The layout of the solar system is at least moderately atypical. There should be roughly four Earth masses worth of planets inside Mercury’s orbit. And Jupiter, with its large mass, its close-to-circular orbit, and its 10+ year period is an oddball at the 10% (and probably more impressive) level.

At the start of the 1990s, the narrative for how the future, futuristic discovery of extrasolar planets would unfold was informed by the contents of the solar system. I was supposed to be doing my thesis work on modeling the infrared spectra of protostars. But somehow, L1551, and its spartan low-res spectrum, seemed dull and unappealing and far away from any every-day concern. Then, as now, the evolution of protostellar disks sternly needed to be understood. Look at the first page of any review article on protostellar disks from two decades ago. Save the references, it could be employed in almost unaltered form today. I avoided walking past my adviser’s door due to my creeping, near-complete lack of any progress.

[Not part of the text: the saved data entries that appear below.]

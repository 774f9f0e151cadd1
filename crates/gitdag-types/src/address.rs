use std::fmt;
use std::str::FromStr;

use serde::{de, Deserialize, Deserializer, Serialize, Serializer};

use crate::error::TypeError;
use crate::oid::GitOid;

const ADDRESS_VERSION: u8 = 0x01;
const MULTIBASE_HEX: char = 'f';

/// Payload format tag carried inside a [`ContentAddress`].
#[derive(Debug, Clone, Copy, PartialEq, Eq, Hash, PartialOrd, Ord)]
pub enum Codec {
    /// A git object in its canonical encoding.
    GitRaw,
    /// Raw bytes with no further structure (externalized large objects).
    Raw,
    /// A directory node in the canonical link-list encoding.
    Directory,
}

impl Codec {
    pub const fn code(self) -> u8 {
        match self {
            Codec::GitRaw => 0x78,
            Codec::Raw => 0x55,
            Codec::Directory => 0x70,
        }
    }

    fn from_code(code: u8) -> Result<Self, TypeError> {
        match code {
            0x78 => Ok(Codec::GitRaw),
            0x55 => Ok(Codec::Raw),
            0x70 => Ok(Codec::Directory),
            other => Err(TypeError::UnknownCodec(other)),
        }
    }
}

/// Hash function tag carried inside a [`ContentAddress`].
#[derive(Debug, Clone, Copy, PartialEq, Eq, Hash, PartialOrd, Ord)]
pub enum HashAlgo {
    Sha1,
    Blake3,
}

impl HashAlgo {
    pub const fn code(self) -> u8 {
        match self {
            HashAlgo::Sha1 => 0x11,
            HashAlgo::Blake3 => 0x1e,
        }
    }

    pub const fn digest_len(self) -> usize {
        match self {
            HashAlgo::Sha1 => 20,
            HashAlgo::Blake3 => 32,
        }
    }

    fn from_code(code: u8) -> Result<Self, TypeError> {
        match code {
            0x11 => Ok(HashAlgo::Sha1),
            0x1e => Ok(HashAlgo::Blake3),
            other => Err(TypeError::UnknownHashAlgo(other)),
        }
    }
}

/// Self-describing address of a node stored in the backend.
///
/// Rendered form: a lowercase-hex multibase string (prefix `f`) over the
/// byte sequence `[version, codec, hash-algorithm, digest-length, digest]`.
/// The codec tag distinguishes git objects from raw payloads and directory
/// nodes sharing one backend, and the hash tag makes every address
/// re-derivable from the content it names.
#[derive(Clone, PartialEq, Eq, Hash, PartialOrd, Ord)]
pub struct ContentAddress {
    codec: Codec,
    algo: HashAlgo,
    digest: Vec<u8>,
}

impl ContentAddress {
    /// Address of a git object, from its object id. Lossless: the digest is
    /// the oid itself, never re-hashed.
    pub fn from_oid(oid: &GitOid) -> Self {
        Self {
            codec: Codec::GitRaw,
            algo: HashAlgo::Sha1,
            digest: oid.as_bytes().to_vec(),
        }
    }

    /// Recover the git object id from a git object address.
    pub fn to_oid(&self) -> Result<GitOid, TypeError> {
        if self.codec != Codec::GitRaw || self.algo != HashAlgo::Sha1 {
            return Err(TypeError::NotAGitAddress(self.to_string()));
        }
        let mut arr = [0u8; 20];
        arr.copy_from_slice(&self.digest);
        Ok(GitOid::from_hash(arr))
    }

    /// Address of a raw payload (externalized large-object content).
    pub fn for_raw(data: &[u8]) -> Self {
        Self {
            codec: Codec::Raw,
            algo: HashAlgo::Blake3,
            digest: blake3::hash(data).as_bytes().to_vec(),
        }
    }

    /// Address of a directory node, from its canonical encoding.
    pub fn for_directory(encoded: &[u8]) -> Self {
        Self {
            codec: Codec::Directory,
            algo: HashAlgo::Blake3,
            digest: blake3::hash(encoded).as_bytes().to_vec(),
        }
    }

    pub fn codec(&self) -> Codec {
        self.codec
    }

    pub fn hash_algo(&self) -> HashAlgo {
        self.algo
    }

    pub fn digest(&self) -> &[u8] {
        &self.digest
    }

    /// The undecorated byte sequence the rendered form encodes.
    pub fn to_bytes(&self) -> Vec<u8> {
        let mut bytes = Vec::with_capacity(4 + self.digest.len());
        bytes.push(ADDRESS_VERSION);
        bytes.push(self.codec.code());
        bytes.push(self.algo.code());
        bytes.push(self.digest.len() as u8);
        bytes.extend_from_slice(&self.digest);
        bytes
    }

    /// Parse a rendered address. Fails with a [`TypeError`] on anything not
    /// produced by the encoder: wrong multibase prefix, non-hex payload,
    /// truncation, unknown version, codec, or hash tags, or a digest whose
    /// length does not match its declaration.
    pub fn parse(s: &str) -> Result<Self, TypeError> {
        let mut chars = s.chars();
        let base = chars.next().ok_or(TypeError::EmptyAddress)?;
        if base != MULTIBASE_HEX {
            return Err(TypeError::UnsupportedBase(base));
        }
        let bytes =
            hex::decode(chars.as_str()).map_err(|e| TypeError::InvalidHex(e.to_string()))?;
        if bytes.len() < 4 {
            return Err(TypeError::Truncated(bytes.len()));
        }
        if bytes[0] != ADDRESS_VERSION {
            return Err(TypeError::UnsupportedVersion(bytes[0]));
        }
        let codec = Codec::from_code(bytes[1])?;
        let algo = HashAlgo::from_code(bytes[2])?;
        let declared = bytes[3] as usize;
        if declared != algo.digest_len() {
            return Err(TypeError::DigestLength {
                declared,
                actual: algo.digest_len(),
            });
        }
        let digest = &bytes[4..];
        if digest.len() != declared {
            return Err(TypeError::DigestLength {
                declared,
                actual: digest.len(),
            });
        }
        Ok(Self {
            codec,
            algo,
            digest: digest.to_vec(),
        })
    }
}

impl fmt::Display for ContentAddress {
    fn fmt(&self, f: &mut fmt::Formatter<'_>) -> fmt::Result {
        write!(f, "{}{}", MULTIBASE_HEX, hex::encode(self.to_bytes()))
    }
}

impl fmt::Debug for ContentAddress {
    fn fmt(&self, f: &mut fmt::Formatter<'_>) -> fmt::Result {
        write!(f, "ContentAddress({self})")
    }
}

impl FromStr for ContentAddress {
    type Err = TypeError;

    fn from_str(s: &str) -> Result<Self, Self::Err> {
        Self::parse(s)
    }
}

impl Serialize for ContentAddress {
    fn serialize<S: Serializer>(&self, serializer: S) -> Result<S::Ok, S::Error> {
        serializer.serialize_str(&self.to_string())
    }
}

impl<'de> Deserialize<'de> for ContentAddress {
    fn deserialize<D: Deserializer<'de>>(deserializer: D) -> Result<Self, D::Error> {
        let s = String::deserialize(deserializer)?;
        Self::parse(&s).map_err(de::Error::custom)
    }
}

At that time, Doppler velocity measurements and astrometry were scheduled to gradually improve to the point where the orbital influences of Jupiter’s extrasolar analogs would eventually become apparent, and that time lay hazily in the future. Brown dwarfs (of which no airtight examples were known) were a way station for the impatient. There seemed something electrifying about the possibility that a dim failed star might be drifting by, just few light years away. I decided to drop the the disk spectra. All at once, I felt energized and engaged. Soon, we had a paper submitted. It was neither a memorable nor an important contribution, but it was the product of a genuine curiosity and focused effort. The upshot of lots of modeling and evolutionary calculations and hand-wringing and earnest e-mails was that “our work affirms the likelihood that the stellar mass function in the solar neighborhood is increasing at masses near the bottom of the main sequence and perhaps at lower masses”. More to the point, the best, wholly uncontroversial guess was that there would end up being about 10 brown dwarfs within 5 parsecs.

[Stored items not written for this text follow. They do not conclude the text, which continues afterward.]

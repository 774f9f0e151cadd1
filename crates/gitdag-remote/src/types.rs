use std::fmt;

use gitdag_types::GitOid;

/// Where a listed ref points.
#[derive(Debug, Clone, PartialEq, Eq)]
pub enum RefTarget {
    /// A direct object reference.
    Oid(GitOid),
    /// A symbolic pointer, already rewritten to the `@<target>` convention
    /// the client expects.
    Pointer(String),
}

impl fmt::Display for RefTarget {
    fn fmt(&self, f: &mut fmt::Formatter<'_>) -> fmt::Result {
        match self {
            RefTarget::Oid(oid) => write!(f, "{oid}"),
            RefTarget::Pointer(target) => write!(f, "{target}"),
        }
    }
}

/// One advertised ref. Rendered as the protocol line `<target> <name>`.
#[derive(Debug, Clone, PartialEq, Eq)]
pub struct RefEntry {
    pub name: String,
    pub target: RefTarget,
}

impl RefEntry {
    pub fn direct(name: impl Into<String>, oid: GitOid) -> Self {
        Self {
            name: name.into(),
            target: RefTarget::Oid(oid),
        }
    }

    pub fn pointer(name: impl Into<String>, target: impl Into<String>) -> Self {
        Self {
            name: name.into(),
            target: RefTarget::Pointer(target.into()),
        }
    }

    /// The zero-hash placeholder advertised for a branch the remote lacks.
    pub fn absent(name: impl Into<String>) -> Self {
        Self::direct(name, GitOid::zero())
    }
}

impl fmt::Display for RefEntry {
    fn fmt(&self, f: &mut fmt::Formatter<'_>) -> fmt::Result {
        write!(f, "{} {}", self.target, self.name)
    }
}
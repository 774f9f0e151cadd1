//! Protocol front end of the gitdag bridge.
//!
//! [`Dispatcher`] speaks the line protocol with the client over any
//! reader/writer pair; [`DagHandler`] carries the commands out against a
//! [`gitdag_backend::DagBackend`]. The [`LocalRepo`] and [`TransferEngine`]
//! traits are the seams the git side plugs into, which keeps everything in
//! this crate drivable by in-memory fakes.

pub mod command;
pub mod config;
pub mod dag;
pub mod dispatcher;
pub mod error;
pub mod handler;
pub mod lobj;
pub mod resolver;
pub mod traits;
pub mod types;

pub use command::{Command, DEFAULT_CAPABILITIES};
pub use config::RemoteConfig;
pub use dag::DagHandler;
pub use dispatcher::Dispatcher;
pub use error::{RemoteError, RemoteResult};
pub use handler::RemoteHandler;
pub use lobj::LargeObjectTracker;
pub use resolver::RefResolver;
pub use traits::{BlockProvider, LocalRepo, TransferEngine, WriteHook};
pub use types::{RefEntry, RefTarget};
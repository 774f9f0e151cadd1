use std::path::{Path, PathBuf};

use gitdag_remote::{LocalRepo, RemoteError, RemoteResult};
use gitdag_types::GitOid;
use tracing::debug;

use crate::exec::run_git;

/// Local repository access through the git CLI.
///
/// The helper inherits `GIT_DIR` from the git process that spawned it, so
/// every subprocess already runs against the right repository.
#[derive(Debug, Clone)]
pub struct GitCliRepo {
    git_dir: PathBuf,
}

impl GitCliRepo {
    /// Open the repository the environment points at. Fails when no
    /// repository is reachable.
    pub fn open() -> RemoteResult<Self> {
        let out = run_git(&["rev-parse", "--git-dir"])?;
        let git_dir = PathBuf::from(String::from_utf8_lossy(&out).trim());
        debug!(git_dir = %git_dir.display(), "opened repository");
        Ok(Self { git_dir })
    }

    pub fn git_dir(&self) -> &Path {
        &self.git_dir
    }
}

impl LocalRepo for GitCliRepo {
    fn resolve_ref(&self, name: &str) -> RemoteResult<GitOid> {
        let out = run_git(&["rev-parse", name])?;
        let hex = String::from_utf8_lossy(&out);
        GitOid::from_hex(hex.trim()).map_err(|e| {
            RemoteError::Repo(format!("rev-parse {name} produced {:?}: {e}", hex.trim()))
        })
    }

    fn branches(&self) -> RemoteResult<Vec<String>> {
        let out = run_git(&["for-each-ref", "--format=%(refname)", "refs/heads"])?;
        Ok(String::from_utf8_lossy(&out)
            .lines()
            .filter(|line| !line.is_empty())
            .map(str::to_string)
            .collect())
    }
}
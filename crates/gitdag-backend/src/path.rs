use gitdag_types::ContentAddress;

use crate::error::{BackendError, BackendResult};

/// Scheme segment of an absolute backend path.
pub const PATH_SCHEME: &str = "dag";

/// Split an absolute path into its root address and relative segments.
///
/// Accepted forms: `/dag/<address>/sub/path`, `dag/<address>`, and the bare
/// `<address>/sub/path`. Repeated and trailing slashes are tolerated.
pub fn parse_path(path: &str) -> BackendResult<(ContentAddress, Vec<String>)> {
    let mut parts = path.split('/').filter(|s| !s.is_empty()).peekable();
    if parts.peek() == Some(&PATH_SCHEME) {
        parts.next();
    }
    let head = parts
        .next()
        .ok_or_else(|| BackendError::MalformedPath(path.to_string()))?;
    let addr = ContentAddress::parse(head)?;
    Ok((addr, parts.map(str::to_string).collect()))
}

/// Render an absolute path rooted at `root`. An empty `rest` yields the
/// root itself.
pub fn abs_path(root: &ContentAddress, rest: &str) -> String {
    if rest.is_empty() {
        format!("/{PATH_SCHEME}/{root}")
    } else {
        format!("/{PATH_SCHEME}/{root}/{rest}")
    }
}

/// Split a root-relative link path into its segments.
pub fn split_segments(path: &str) -> BackendResult<Vec<String>> {
    let segments: Vec<String> = path
        .split('/')
        .filter(|s| !s.is_empty())
        .map(str::to_string)
        .collect();
    if segments.is_empty() {
        return Err(BackendError::MalformedPath(path.to_string()));
    }
    Ok(segments)
}
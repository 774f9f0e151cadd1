use std::io::Write;
use std::process::{Command, Stdio};

use gitdag_remote::{RemoteError, RemoteResult};
use tracing::debug;

/// Run a git command, capturing stdout. A nonzero exit is an error
/// carrying git's stderr.
pub(crate) fn run_git(args: &[&str]) -> RemoteResult<Vec<u8>> {
    debug!(?args, "running git");
    let output = Command::new("git").args(args).output()?;
    if !output.status.success() {
        return Err(command_failed(args, &output.stderr));
    }
    Ok(output.stdout)
}

/// Run a git command feeding `input` on stdin.
pub(crate) fn run_git_with_input(args: &[&str], input: &[u8]) -> RemoteResult<Vec<u8>> {
    debug!(?args, bytes = input.len(), "running git with input");
    let mut child = Command::new("git")
        .args(args)
        .stdin(Stdio::piped())
        .stdout(Stdio::piped())
        .stderr(Stdio::piped())
        .spawn()?;
    if let Some(mut stdin) = child.stdin.take() {
        stdin.write_all(input)?;
    }
    let output = child.wait_with_output()?;
    if !output.status.success() {
        return Err(command_failed(args, &output.stderr));
    }
    Ok(output.stdout)
}

/// Whether a git command exits zero, with all output swallowed.
pub(crate) fn git_succeeds(args: &[&str]) -> RemoteResult<bool> {
    let output = Command::new("git").args(args).output()?;
    Ok(output.status.success())
}

fn command_failed(args: &[&str], stderr: &[u8]) -> RemoteError {
    RemoteError::Repo(format!(
        "git {} failed: {}",
        args.join(" "),
        String::from_utf8_lossy(stderr).trim()
    ))
}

In late 1995, 51 Peg b somehow short-circuited the brown dwarfs’ front-row mystique. As the extrasolar planet count mounted, I paid little (or sometimes no) attention to the steady accumulation of discoveries within the Sun’s immediate 5-parsec environs.

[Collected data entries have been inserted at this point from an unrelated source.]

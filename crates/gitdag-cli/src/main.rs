//! The `git-remote-dag` helper binary.
//!
//! git invokes it as `git-remote-dag <remote> <url>` for remotes with
//! `dag://<root-address>` URLs (a bare `dag://` names a remote that does
//! not exist yet) and speaks the remote-helper line protocol over
//! stdin/stdout. Diagnostics go to stderr so the protocol stream stays
//! clean; after a push the handler logs the new root address, which is
//! what the remote URL has to point at next time.

use std::path::PathBuf;
use std::sync::Arc;

use anyhow::{Context, Result};
use clap::Parser;
use tracing::{debug, warn};
use tracing_subscriber::EnvFilter;

use gitdag_backend::FsDagBackend;
use gitdag_git::{GitCliEngine, GitCliRepo};
use gitdag_remote::{DagHandler, Dispatcher, RemoteConfig};
use gitdag_state::FileStateStore;

#[derive(Debug, Parser)]
#[command(name = "git-remote-dag", version)]
struct Args {
    /// Remote name, or the URL again for anonymous remotes.
    remote: String,

    /// Remote URL, `dag://<root-address>`.
    url: String,
}

fn main() -> Result<()> {
    tracing_subscriber::fmt()
        .with_env_filter(
            EnvFilter::try_from_default_env().unwrap_or_else(|_| EnvFilter::new("info")),
        )
        .with_writer(std::io::stderr)
        .init();

    let args = Args::parse();
    debug!(remote = args.remote.as_str(), url = args.url.as_str(), "helper starting");

    let address = parse_remote_url(&args.url)?;
    let data_dir = data_dir();

    let backend = Arc::new(
        FsDagBackend::open(data_dir.join("nodes")).context("cannot open the node store")?,
    );
    let state_path = data_dir
        .join("state")
        .join(format!("{}.json", state_file_name(&args.remote)));
    let state =
        Arc::new(FileStateStore::open(state_path).context("cannot open the state store")?);
    let repo = Arc::new(GitCliRepo::open().context("cannot open the local repository")?);
    let engine = Arc::new(GitCliEngine::new(backend.clone()));

    let config = config_from_env();
    let handler = DagHandler::new(backend, repo, engine, state, config.clone(), address);
    let mut dispatcher = Dispatcher::new(handler, config);

    let stdin = std::io::stdin();
    let stdout = std::io::stdout();
    dispatcher.run(stdin.lock(), stdout.lock())?;
    Ok(())
}

/// Accepts `dag://<address>`, `dag:<address>`, and the bare `<address>`
/// git passes when the remote was added in the `dag::<address>` form. The
/// address part may be empty for a brand-new remote.
fn parse_remote_url(url: &str) -> Result<String> {
    let rest = url
        .strip_prefix("dag://")
        .or_else(|| url.strip_prefix("dag:"))
        .unwrap_or(url);
    anyhow::ensure!(
        !rest.contains("://"),
        "unsupported URL {url:?}: expected dag://<address>"
    );
    Ok(rest.trim_matches('/').to_string())
}

/// Where the shared node and state stores live: `GITDAG_PATH` when set,
/// `~/.gitdag` otherwise.
fn data_dir() -> PathBuf {
    if let Ok(dir) = std::env::var("GITDAG_PATH") {
        return PathBuf::from(dir);
    }
    match std::env::var("HOME") {
        Ok(home) => PathBuf::from(home).join(".gitdag"),
        Err(_) => PathBuf::from(".gitdag"),
    }
}

fn config_from_env() -> RemoteConfig {
    let mut config = RemoteConfig::default();
    if let Ok(raw) = std::env::var("GITDAG_LARGE_OBJECT_THRESHOLD") {
        match raw.parse() {
            Ok(threshold) => config.large_object_threshold = threshold,
            Err(_) => warn!(
                value = raw.as_str(),
                "ignoring unparsable GITDAG_LARGE_OBJECT_THRESHOLD"
            ),
        }
    }
    config
}

/// Remote names can be URLs; keep the state file name flat and safe.
fn state_file_name(remote: &str) -> String {
    remote
        .chars()
        .map(|c| {
            if c.is_ascii_alphanumeric() || c == '-' || c == '_' {
                c
            } else {
                '_'
            }
        })
        .collect()
}

#[cfg(test)]
mod tests {
    use super::*;

    #[test]
    fn parses_scheme_and_address() {
        let addr = parse_remote_url("dag://f0170011417cafe").unwrap();
        assert_eq!(addr, "f0170011417cafe");
    }

    #[test]
    fn parses_the_short_scheme_form() {
        let addr = parse_remote_url("dag:f0170011417cafe").unwrap();
        assert_eq!(addr, "f0170011417cafe");
    }

    #[test]
    fn a_bare_scheme_means_a_new_remote() {
        assert_eq!(parse_remote_url("dag://").unwrap(), "");
    }

    #[test]
    fn a_bare_address_is_taken_as_is() {
        let addr = parse_remote_url("f0170011417cafe").unwrap();
        assert_eq!(addr, "f0170011417cafe");
    }

    #[test]
    fn trailing_slashes_are_dropped() {
        assert_eq!(parse_remote_url("dag://abc/").unwrap(), "abc");
    }

    #[test]
    fn foreign_schemes_are_rejected() {
        assert!(parse_remote_url("https://example.com/repo").is_err());
    }

    #[test]
    fn state_file_names_stay_flat() {
        assert_eq!(state_file_name("origin"), "origin");
        assert_eq!(state_file_name("dag://abc/def"), "dag___abc_def");
    }
}
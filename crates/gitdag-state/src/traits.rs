use std::collections::BTreeMap;

use crate::error::StateResult;

/// Durable key/value state shared between helper runs.
///
/// The bridge records its ref observations and large-object mappings here.
/// Keys are flat strings namespaced by reserved prefixes; values are opaque
/// bytes. Implementations must keep `list_by_prefix` results sorted by key
/// so prefix scans iterate deterministically.
pub trait StateStore: Send + Sync {
    /// Read a value. Returns `Ok(None)` if the key has never been set.
    fn get(&self, key: &str) -> StateResult<Option<Vec<u8>>>;

    /// Write a value, replacing any previous one.
    fn set(&self, key: &str, value: &[u8]) -> StateResult<()>;

    /// All entries whose keys start with `prefix`, sorted by key.
    fn list_by_prefix(&self, prefix: &str) -> StateResult<BTreeMap<String, Vec<u8>>>;
}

Last week, while preparing for my class on order-of-magnitude estimation, I looked at Wikipedia’s list of nearest stars and brown dwarfs. I was surprised to realize that there are now thirteen brown dwarfs and counting within five parsecs, several more than we had guessed back in 1992. I was particularly startled by WISE 0855-0714, which was discovered just this year by Kevin Luhman. It is precisely the object whose prospect seemed so exciting half a lifetime ago. One percent the mass of the Sun. Photosphere plunged into icy deep freeze. Utterly black to the eye, save the occasional faint crackling glow of lightning from deep within.